Task to carry out:
Filter the material below down to the lines with the word "resolved" and give those lines.

Start of Block

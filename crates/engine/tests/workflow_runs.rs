//! End-to-end workflow execution against documents on disk.

use serde_json::{Value, json};
use specrun_engine::{DocumentOutcome, ExecutionContext, FetchTransport, execute_file};
use specrun_http::{CompiledRequest, FetchResponse};
use specrun_types::SpecError;
use std::cell::{Cell, RefCell};
use std::fs;
use std::path::Path;

/// Transport stub that records every URL it is asked to fetch and replies
/// with a fixed status and body.
struct RecordingTransport {
    calls: RefCell<Vec<String>>,
    code: u16,
    body: Value,
    fail: Cell<bool>,
}

impl RecordingTransport {
    fn replying(code: u16, body: Value) -> Self {
        Self {
            calls: RefCell::new(Vec::new()),
            code,
            body,
            fail: Cell::new(false),
        }
    }

    fn failing() -> Self {
        let mut transport = Self::replying(0, Value::Null);
        transport.fail = Cell::new(true);
        transport
    }

    fn call_count(&self) -> usize {
        self.calls.borrow().len()
    }
}

impl FetchTransport for RecordingTransport {
    fn send(&self, request: &CompiledRequest) -> Result<FetchResponse, SpecError> {
        self.calls.borrow_mut().push(request.url.to_string());
        if self.fail.get() {
            return Err(SpecError::Transport("connection refused".into()));
        }
        Ok(FetchResponse {
            code: self.code,
            headers: Default::default(),
            data: self.body.clone(),
            elapsed_ms: 1,
        })
    }
}

fn write(path: &Path, content: &str) {
    fs::write(path, content).expect("write fixture");
}

fn create_app_doc() -> &'static str {
    r#"
version: default:http:0.7.2
variables:
  host: https://api.example.com
request:
  url: "<% host %>/apps"
  method: POST
  body:
    json:
      name: "<% app_name %>"
expose:
  - code: "<% _response.code %>"
  - id: "<% _response.data.id %>"
"#
}

fn check_code_doc() -> &'static str {
    r#"
version: default:validation:0.7.2
data:
  observed: "<% prev_code %>"
asserts:
  - type: Equal
    actual: "<% _data.observed %>"
    expected: 201
expose:
  - ok: "<% _data.observed %>"
"#
}

fn workflow_doc() -> &'static str {
    r#"
version: default:workflow:0.8.0
id: smoke
tasks:
  - name: create
    uses: fetch
    file: create_app.yaml
    variables:
      app_name: demo
  - name: check
    uses: validate
    file: check_code.yaml
    variables:
      prev_code: "<% _steps.create.code %>"
"#
}

#[test]
fn workflow_chains_exposed_outputs_between_tasks() {
    let dir = tempfile::tempdir().unwrap();
    write(&dir.path().join("create_app.yaml"), create_app_doc());
    write(&dir.path().join("check_code.yaml"), check_code_doc());
    write(&dir.path().join("smoke.yaml"), workflow_doc());

    let transport = RecordingTransport::replying(201, json!({"id": "app-77"}));
    let ctx = ExecutionContext::new(dir.path(), &transport);

    let outcome = execute_file(dir.path().join("smoke.yaml"), &ctx).expect("execute");
    let DocumentOutcome::Workflow { report } = &outcome else {
        panic!("expected workflow outcome");
    };

    assert!(report.failure.is_none(), "failure: {:?}", report.failure);
    assert_eq!(report.outcomes.len(), 2);
    assert_eq!(report.id.as_deref(), Some("smoke"));

    // Task 'create' exposed {code: 201, id: "app-77"}.
    let create = &report.outcomes[0];
    assert_eq!(create.exposed[0].label, "code");
    assert_eq!(create.exposed[0].value, json!(201));
    assert_eq!(create.exposed[1].value, json!("app-77"));

    // Task 'check' resolved prev_code from _steps.create.code and passed.
    let check = &report.outcomes[1];
    let check_report = check.report.as_ref().expect("validate report");
    assert!(check_report.is_pass(), "results: {:?}", check_report.results);
    assert_eq!(check.exposed[0].value, json!(201));

    assert_eq!(transport.call_count(), 1);
    assert!(transport.calls.borrow()[0].ends_with("/apps"));
    assert!(outcome.is_pass());
}

#[test]
fn failing_task_aborts_before_later_tasks_run() {
    let dir = tempfile::tempdir().unwrap();
    write(&dir.path().join("create_app.yaml"), create_app_doc());
    write(&dir.path().join("check_code.yaml"), check_code_doc());
    write(
        &dir.path().join("flow.yaml"),
        r#"
version: default:workflow:0.8.0
tasks:
  - name: first
    uses: fetch
    file: create_app.yaml
    variables:
      app_name: a
  - name: second
    uses: fetch
    file: create_app.yaml
    variables:
      app_name: b
"#,
    );

    let transport = RecordingTransport::failing();
    let ctx = ExecutionContext::new(dir.path(), &transport);

    let outcome = execute_file(dir.path().join("flow.yaml"), &ctx).expect("execute");
    let DocumentOutcome::Workflow { report } = outcome else {
        panic!("expected workflow outcome");
    };

    let failure = report.failure.expect("failure recorded");
    assert_eq!(failure.task, "first");
    assert_eq!(failure.index, 0);
    assert!(failure.message.contains("connection refused"));
    assert!(report.outcomes.is_empty());

    // The second task's fetch was never invoked.
    assert_eq!(transport.call_count(), 1);
}

#[test]
fn inline_task_data_replaces_the_nested_data_block() {
    let dir = tempfile::tempdir().unwrap();
    write(
        &dir.path().join("check.yaml"),
        r#"
version: default:validation:0.7.2
data:
  code: 0
asserts:
  - type: Equal
    actual: "<% _data.code %>"
    expected: 418
"#,
    );
    write(&dir.path().join("create_app.yaml"), create_app_doc());
    write(
        &dir.path().join("flow.yaml"),
        r#"
version: default:workflow:0.8.0
tasks:
  - name: create
    uses: fetch
    file: create_app.yaml
    variables:
      app_name: teapot
  - name: check
    uses: validate
    file: check.yaml
    arguments:
      data:
        code: "<% _steps.create.code %>"
"#,
    );

    let transport = RecordingTransport::replying(418, json!({"id": "x"}));
    let ctx = ExecutionContext::new(dir.path(), &transport);

    let outcome = execute_file(dir.path().join("flow.yaml"), &ctx).expect("execute");
    let DocumentOutcome::Workflow { report } = outcome else {
        panic!("expected workflow outcome");
    };

    assert!(report.failure.is_none(), "failure: {:?}", report.failure);
    let check_report = report.outcomes[1].report.as_ref().expect("report");
    assert!(check_report.is_pass(), "results: {:?}", check_report.results);
}

#[test]
fn task_kind_must_match_the_nested_document() {
    let dir = tempfile::tempdir().unwrap();
    write(&dir.path().join("create_app.yaml"), create_app_doc());
    write(
        &dir.path().join("flow.yaml"),
        r#"
version: default:workflow:0.8.0
tasks:
  - name: misdeclared
    uses: validate
    file: create_app.yaml
"#,
    );

    let transport = RecordingTransport::replying(200, Value::Null);
    let ctx = ExecutionContext::new(dir.path(), &transport);

    let outcome = execute_file(dir.path().join("flow.yaml"), &ctx).expect("execute");
    let DocumentOutcome::Workflow { report } = outcome else {
        panic!("expected workflow outcome");
    };

    let failure = report.failure.expect("failure recorded");
    assert!(failure.message.contains("uses 'validate'"), "message: {}", failure.message);
    assert_eq!(transport.call_count(), 0);
}

#[test]
fn missing_nested_file_identifies_the_task() {
    let dir = tempfile::tempdir().unwrap();
    write(
        &dir.path().join("flow.yaml"),
        r#"
version: default:workflow:0.8.0
tasks:
  - name: ghost
    uses: fetch
    file: nowhere.yaml
"#,
    );

    let transport = RecordingTransport::replying(200, Value::Null);
    let ctx = ExecutionContext::new(dir.path(), &transport);

    let outcome = execute_file(dir.path().join("flow.yaml"), &ctx).expect("execute");
    let DocumentOutcome::Workflow { report } = outcome else {
        panic!("expected workflow outcome");
    };

    let failure = report.failure.expect("failure recorded");
    assert_eq!(failure.task, "ghost");
    assert!(failure.message.contains("nowhere.yaml"));
}
//! Request payload shapes for fetch documents.
//!
//! The request block is kept as raw JSON until template substitution has
//! run, then deserialized into these types right before compilation into an
//! outbound HTTP call.

use indexmap::IndexMap;
use serde::{Deserialize, Serialize};
use serde_json::Value;

/// Declarative description of an outbound HTTP request.
#[derive(Debug, Clone, Serialize, Deserialize)]
pub struct RequestSpec {
    /// Absolute request URL.
    pub url: String,

    /// HTTP method name, validated at compile time.
    #[serde(default = "default_method")]
    pub method: String,

    /// Query string parameters appended to the URL.
    #[serde(default)]
    pub url_params: IndexMap<String, Value>,

    /// Additional request headers.
    #[serde(default)]
    pub headers: IndexMap<String, Value>,

    /// Optional authentication scheme.
    #[serde(default)]
    pub auth: Option<AuthSpec>,

    /// Optional request body.
    #[serde(default)]
    pub body: Option<BodySpec>,
}

fn default_method() -> String {
    "GET".to_string()
}

/// Authentication scheme for a request, externally tagged in the document
/// (`auth: { basic: {...} }` or `auth: { bearer: {...} }`).
#[derive(Debug, Clone, Serialize, Deserialize)]
#[serde(rename_all = "lowercase")]
pub enum AuthSpec {
    /// HTTP basic authentication.
    Basic { username: String, password: String },
    /// Bearer token authentication.
    Bearer { token: String },
}

/// Request body variants, externally tagged in the document
/// (`body: { json: {...} }`, `body: { form: {...} }`, ...).
#[derive(Debug, Clone, Serialize, Deserialize)]
pub enum BodySpec {
    /// JSON body, sent with `application/json`.
    #[serde(rename = "json")]
    Json(Value),
    /// URL-encoded form body.
    #[serde(rename = "form")]
    Form(IndexMap<String, Value>),
    /// Multipart form body.
    #[serde(rename = "form-data")]
    FormData(IndexMap<String, Value>),
    /// Raw text body, sent with `text/plain`.
    #[serde(rename = "text")]
    Text(String),
    /// Raw XML body, sent with `application/xml`.
    #[serde(rename = "xml")]
    Xml(String),
}
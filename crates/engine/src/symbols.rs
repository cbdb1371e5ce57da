//! Layered variable namespace for one document execution.
//!
//! A [`SymbolTable`] is built once per execution and never shared across
//! executions. Entries arrive in three ordered layers, later layers
//! overwriting earlier ones by key:
//!
//! 1. process environment variables
//! 2. declared variables, inserted in declaration order; a value carrying
//!    template syntax ("composite") resolves against the environment and
//!    the declarations before it only
//! 3. externally supplied overrides (CLI or parent workflow)
//!
//! A final layer of runtime outputs (`_response`, `_data`, `_steps.<task>`)
//! is bound after payload execution, before assertions and expose run.

use crate::template;
use once_cell::sync::Lazy;
use regex::Regex;
use serde_json::{Map, Value};
use specrun_types::SpecError;

/// Declared variable names must start with a letter; a leading underscore is
/// reserved for runtime outputs.
static VARIABLE_NAME: Lazy<Regex> = Lazy::new(|| Regex::new(r"^[A-Za-z][A-Za-z0-9_]*$").expect("static pattern"));

/// Mapping from variable name to resolved value.
#[derive(Debug, Clone, Default)]
pub struct SymbolTable {
    entries: Map<String, Value>,
}

impl SymbolTable {
    /// An empty table; workflow-level tables start here.
    pub fn new() -> Self {
        Self::default()
    }

    /// A table seeded with the process environment (layer 1).
    pub fn with_process_env() -> Self {
        let mut table = Self::new();
        for (key, value) in std::env::vars() {
            table.entries.insert(key, Value::String(value));
        }
        table
    }

    /// Inserts declared variables in declaration order, one single pass.
    ///
    /// A composite value substitutes against the table as it stands when
    /// its turn comes, so it sees the environment and the variables declared
    /// before it only. Referencing a variable declared later in the same
    /// block keeps the token as literal text rather than erroring.
    pub fn insert_declared(&mut self, variables: &Map<String, Value>) -> Result<(), SpecError> {
        for name in variables.keys() {
            if !VARIABLE_NAME.is_match(name) {
                return Err(SpecError::VariableNaming(name.clone()));
            }
        }

        for (name, value) in variables {
            let resolved = if template::value_has_tokens(value) {
                template::deep_substitute(value, self)
            } else {
                value.clone()
            };
            self.entries.insert(name.clone(), resolved);
        }

        Ok(())
    }

    /// Unconditional overwrite-by-key for externally supplied values, which
    /// win regardless of internal declaration order.
    pub fn apply_overrides(&mut self, overrides: &Map<String, Value>) {
        for (name, value) in overrides {
            self.entries.insert(name.clone(), value.clone());
        }
    }

    /// Binds one computed value post-execution (e.g. `_response`, `_data`).
    pub fn bind_output(&mut self, name: &str, value: Value) {
        self.entries.insert(name.to_string(), value);
    }

    /// Binds a value under `<namespace>.<key>`, creating the namespace
    /// object if needed. Used for `_steps.<task>` workflow outputs.
    pub fn bind_namespaced_output(&mut self, namespace: &str, key: &str, value: Value) {
        let entry = self
            .entries
            .entry(namespace.to_string())
            .or_insert_with(|| Value::Object(Map::new()));
        if let Value::Object(map) = entry {
            map.insert(key.to_string(), value);
        }
    }

    /// Dot-path lookup. Numeric segments index into sequences. Any missing
    /// key, non-numeric index into a sequence, or out-of-range index yields
    /// `None` rather than an error.
    pub fn get(&self, path: &str) -> Option<&Value> {
        let mut segments = path.split('.');
        let mut current = self.entries.get(segments.next()?)?;

        for segment in segments {
            match current {
                Value::Object(map) => current = map.get(segment)?,
                Value::Array(items) => {
                    let index: usize = segment.parse().ok()?;
                    current = items.get(index)?;
                }
                _ => return None,
            }
        }
        Some(current)
    }

    /// Dot-path lookup with a default for missing paths.
    pub fn get_or<'a>(&'a self, path: &str, default: &'a Value) -> &'a Value {
        self.get(path).unwrap_or(default)
    }

    /// Number of entries currently in the table.
    pub fn len(&self) -> usize {
        self.entries.len()
    }

    /// True when the table holds no entries.
    pub fn is_empty(&self) -> bool {
        self.entries.is_empty()
    }
}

End of Block

Response for this exercise:
    // Task 'check' resolved prev_code from _steps.create.code and passed.
/// Mapping from variable name to resolved value.
            let resolved = if template::value_has_tokens(value) {
            self.entries.insert(name.clone(), resolved);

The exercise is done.